*** Provided entries ***
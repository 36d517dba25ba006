extern crate hashbrown;
extern crate ir_core;

use self::hashbrown::HashMap;
use self::ir_core::{Evaluator, Run};

use crate::evaluators::parameters::QMeasureParameters;
use crate::evaluators::utils::*;
use crate::metrics::GainFunction;

#[derive(Clone, Debug)]
/// Graded analogue of average precision, using blended ratios of cumulated gain
pub struct QMeasure {
    /// Cutoff.  Without one, the whole run is used
    pub cutoff: Option<usize>,
    /// Weight of the cumulated gain; 0 reduces Q to average precision
    pub beta: f64,
    /// Gain of each relevance level
    pub gain: GainFunction,
}

impl QMeasure {
    /// Returns a new QMeasure
    pub fn new(gain: GainFunction, beta: f64, cutoff: Option<usize>) -> Self {
        QMeasure { cutoff, beta, gain }
    }
}

impl From<&QMeasureParameters> for QMeasure {
    fn from(parameters: &QMeasureParameters) -> Self {
        QMeasure::new(parameters.gain, parameters.beta, parameters.k)
    }
}

impl Evaluator for QMeasure {
    fn short_name(&self) -> String {
        short_name_at("Q", self.cutoff)
    }

    fn full_name(&self) -> String {
        full_name_at("Q-measure", self.cutoff)
    }

    /// Divides by `min(k, |relevant|)`, as NTCIREVAL does
    fn evaluate(&self, ground_truth: &Run, system_run: &Run) -> f64 {
        let k = cutoff_or_len(self.cutoff, system_run);
        let relevant: HashMap<_, _> = judged_gains(ground_truth, &self.gain)
            .into_iter()
            .filter(|(_, gain)| *gain > 0.0)
            .collect();
        if relevant.is_empty() || k == 0 {
            return 0.0;
        }

        let gain = self.gain;
        let ideal: Vec<f64> = ground_truth
            .ideal_ordering(|s| gain.gain(s))
            .iter()
            .map(|r| gain.gain(r.score))
            .collect();

        let mut q = 0.0;
        let mut count = 0.0;
        let mut cg = 0.0;
        let mut cgi = 0.0;
        for (i, result) in system_run.top(Some(k)).iter().enumerate() {
            if i < relevant.len() {
                cgi += ideal[i];
            }
            if let Some(g) = relevant.get(&result.document) {
                cg += g;
                count += 1.0;
                q += (count + self.beta * cg) / ((i + 1) as f64 + self.beta * cgi);
            }
        }

        q / k.min(relevant.len()) as f64
    }
}
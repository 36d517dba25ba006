use std::fs::File;
use std::io::{self, BufWriter, Write};

use ir_core::Run;

use crate::types::RunFormat;

/// Writes the runs, one result per line, honoring the format's write limit
pub fn write_runs<'a, F, I, W>(fmt: &F, runs: I, writer: &mut W) -> io::Result<()>
where
    F: RunFormat,
    I: IntoIterator<Item = &'a Run>,
    W: Write,
{
    for run in runs {
        for result in run.top(fmt.write_limit()) {
            fmt.write_result(run, result, writer)?;
        }
    }
    writer.flush()
}

/// Writes the runs to a new file at `fname`
pub fn write_runs_to_path<'a, F, I>(fmt: &F, runs: I, fname: &str) -> io::Result<()>
where
    F: RunFormat,
    I: IntoIterator<Item = &'a Run>,
{
    let f = File::create(fname)?;
    let mut writer = BufWriter::new(f);
    write_runs(fmt, runs, &mut writer)
}
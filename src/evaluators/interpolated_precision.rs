extern crate hashbrown;
extern crate ir_core;

use self::hashbrown::HashSet;
use self::ir_core::{Document, Evaluator, Run};

use crate::evaluators::parameters::RecallPointParameters;
use crate::evaluators::utils::relevant_documents;

/// Computes the interpolated precision at each of the ascending `recall_points` with a
/// single reverse scan of the run.
///
/// The interpolated precision at recall r is the highest precision reached at any
/// recall level of at least r.  Recall points are matched to a number of relevant
/// documents as `floor(r * |relevant| + 0.9)`, and points the run never reaches get 0.
pub fn interpolated_precisions(
    relevant: &HashSet<&Document>,
    run: &Run,
    recall_points: &[f64],
) -> Vec<f64> {
    let mut values = vec![0.0; recall_points.len()];
    if run.is_empty() {
        return values;
    }

    let results = run.as_slice();
    let num_relevant = relevant.len() as f64;
    let boundaries: Vec<usize> = recall_points
        .iter()
        .map(|r| (r * num_relevant + 0.9).floor() as usize)
        .collect();

    let relevant_retrieved = results
        .iter()
        .filter(|r| relevant.contains(&r.document))
        .count();

    // Points left to fill are [0, pending)
    let mut pending = recall_points.len();
    while pending > 0 && boundaries[pending - 1] > relevant_retrieved {
        pending -= 1;
    }

    let mut int_precision = relevant_retrieved as f64 / results.len() as f64;
    let mut relevant_so_far = relevant_retrieved;
    for (i, result) in results.iter().enumerate().rev() {
        if relevant_so_far == 0 {
            break;
        }

        let precision = relevant_so_far as f64 / (i + 1) as f64;
        if precision > int_precision {
            int_precision = precision;
        }

        if relevant.contains(&result.document) {
            while pending > 0 && boundaries[pending - 1] == relevant_so_far {
                values[pending - 1] = int_precision;
                pending -= 1;
            }
            relevant_so_far -= 1;
        }
    }

    while pending > 0 {
        values[pending - 1] = int_precision;
        pending -= 1;
    }

    values
}

#[derive(Clone, Debug)]
/// Interpolated precision at a single recall level
pub struct InterpolatedPrecision {
    /// Minimum relevance level of a relevant document
    pub min_score: f64,
    /// Recall level in [0, 1]
    pub recall: f64,
}

impl InterpolatedPrecision {
    /// Returns a new interpolated precision evaluator
    pub fn new(min_score: f64, recall: f64) -> Self {
        InterpolatedPrecision { min_score, recall }
    }
}

impl From<&RecallPointParameters> for InterpolatedPrecision {
    fn from(parameters: &RecallPointParameters) -> Self {
        InterpolatedPrecision::new(parameters.min_score, parameters.recall)
    }
}

impl Evaluator for InterpolatedPrecision {
    fn short_name(&self) -> String {
        format!("iPR@{}", self.recall)
    }

    fn full_name(&self) -> String {
        format!("Interpolated Precision at {} Recall", self.recall)
    }

    fn evaluate(&self, ground_truth: &Run, system_run: &Run) -> f64 {
        let relevant = relevant_documents(ground_truth, self.min_score);
        interpolated_precisions(&relevant, system_run, &[self.recall])[0]
    }
}

#[cfg(test)]
mod tests {
    use super::*;
    use crate::evaluators::test_utils::*;

    const RECALL_POINTS: [f64; 11] = [0.0, 0.1, 0.2, 0.3, 0.4, 0.5, 0.6, 0.7, 0.8, 0.9, 1.0];

    #[test]
    fn test_interpolated_precision() {
        let task = fixture();
        for recall in RECALL_POINTS.iter() {
            let ipr = scores(&task, &InterpolatedPrecision::new(1.0, *recall));
            let (expected_301, expected_302) = if *recall < 0.75 {
                (0.5, 1.0)
            } else {
                (0.0, 0.75)
            };
            assert_close(ipr["301"], expected_301);
            assert_close(ipr["302"], expected_302);
            assert_close(ipr["303"], 0.0);
        }
    }

    #[test]
    fn test_single_scan_matches_single_points() {
        let task = fixture();
        let (truth, run) = pair(&task, "302");
        let relevant = relevant_documents(truth, 1.0);
        let all = interpolated_precisions(&relevant, run, &RECALL_POINTS);
        for (recall, value) in RECALL_POINTS.iter().zip(all.iter()) {
            let single = InterpolatedPrecision::new(1.0, *recall).evaluate(truth, run);
            assert_close(*value, single);
        }
    }

    #[test]
    fn test_empty_run() {
        let task = fixture();
        let (truth, run) = pair(&task, "301");
        let empty = Run::new(run.query().clone(), run.system().clone());
        let ipr = InterpolatedPrecision::new(1.0, 0.0);
        assert_eq!(ipr.evaluate(truth, &empty), 0.0);
    }

    #[test]
    fn test_names() {
        let ipr = InterpolatedPrecision::new(1.0, 0.5);
        assert_eq!(ipr.short_name(), "iPR@0.5");
        assert_eq!(ipr.full_name(), "Interpolated Precision at 0.5 Recall");
    }
}
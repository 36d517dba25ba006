//! Library for reading and writing runs and relevance judgments
#![warn(missing_docs, unused)]

/// Load errors
pub mod error;
/// Definitions of records and run formats
pub mod types;
/// TREC qrel and run formats
pub mod trec;
/// EIREX run format
pub mod eirex;
/// Defines methods for loading runs from a file
pub mod load;
/// Defines methods for writing runs to a file
pub mod write;

pub use crate::eirex::EirexRun;
pub use crate::error::LoadError;
pub use crate::load::{read_runs, read_runs_from_path};
pub use crate::trec::{TrecQrels, TrecRun};
pub use crate::types::{Record, RunFormat};
pub use crate::write::{write_runs, write_runs_to_path};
*** End of Provided entries ***
■ **Task details**
All lines in the listing above between the line with "let empty = Run::new(run.query().clone(), run.system().clone());" and the line with "and relevance judgments", inclusive, should be set down exactly, and no line outside that range.

■ **Task result**
        let empty = Run::new(run.query().clone(), run.system().clone());
        let ipr = InterpolatedPrecision::new(1.0, 0.0);
        assert_eq!(ipr.evaluate(truth, &empty), 0.0);
    }

    #[test]
    fn test_names() {
        let ipr = InterpolatedPrecision::new(1.0, 0.5);
        assert_eq!(ipr.short_name(), "iPR@0.5");
        assert_eq!(ipr.full_name(), "Interpolated Precision at 0.5 Recall");
    }
}
repository 36d517dba25ba006
//! Library for reading and writing runs and relevance judgments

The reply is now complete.